==== TASK MATERIAL
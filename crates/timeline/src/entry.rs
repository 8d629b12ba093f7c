use agentline_core::Event;
use chrono::{DateTime, Utc};
use serde::Serialize;

use crate::thread::SubagentThread;

/// An event tagged with the raw index it originated from. Merged runs keep
/// the index of their first member.
#[derive(Debug, Clone, PartialEq, Serialize)]
pub struct StreamEvent {
    pub source_index: usize,
    pub event: Event,
}

impl StreamEvent {
    pub fn new(source_index: usize, event: Event) -> Self {
        Self {
            source_index,
            event,
        }
    }
}

/// One clearify round-trip: the opening completion and everything captured
/// after it.
#[derive(Debug, Clone, PartialEq, Serialize)]
pub struct ClearifyGroup {
    pub clearify: StreamEvent,
    pub events: Vec<StreamEvent>,
}

#[derive(Debug, Clone, PartialEq, Serialize)]
pub struct SubagentGroup {
    pub group_key: String,
    pub threads: Vec<SubagentThread>,
    pub ts: Option<DateTime<Utc>>,
    pub anchor_event_id: Option<String>,
}

/// Render-ready timeline row.
#[derive(Debug, Clone, PartialEq, Serialize)]
#[serde(tag = "kind", rename_all = "snake_case")]
pub enum DisplayEntry {
    Event(StreamEvent),
    ClearifyTimeline {
        groups: Vec<ClearifyGroup>,
        ts: Option<DateTime<Utc>>,
    },
    SubagentGroup(SubagentGroup),
}

impl DisplayEntry {
    /// Raw index the entry is positioned by. Sub-agent groups have none.
    pub fn source_index(&self) -> Option<usize> {
        match self {
            Self::Event(item) => Some(item.source_index),
            Self::ClearifyTimeline { groups, .. } => {
                groups.first().map(|group| group.clearify.source_index)
            }
            Self::SubagentGroup(_) => None,
        }
    }

    pub fn timestamp(&self) -> Option<DateTime<Utc>> {
        match self {
            Self::Event(item) => item.event.timestamp,
            Self::ClearifyTimeline { ts, .. } => *ts,
            Self::SubagentGroup(group) => group.ts,
        }
    }

    pub fn as_event(&self) -> Option<&Event> {
        match self {
            Self::Event(item) => Some(&item.event),
            _ => None,
        }
    }

    pub fn kind(&self) -> &'static str {
        match self {
            Self::Event(_) => "event",
            Self::ClearifyTimeline { .. } => "clearify_timeline",
            Self::SubagentGroup(_) => "subagent_group",
        }
    }
}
========
YOUR OBJECTIVE: Lines above with the string "timestamp" need to be found and copied.

RESPONSE:
    pub fn timestamp(&self) -> Option<DateTime<Utc>> {
            Self::Event(item) => item.event.timestamp,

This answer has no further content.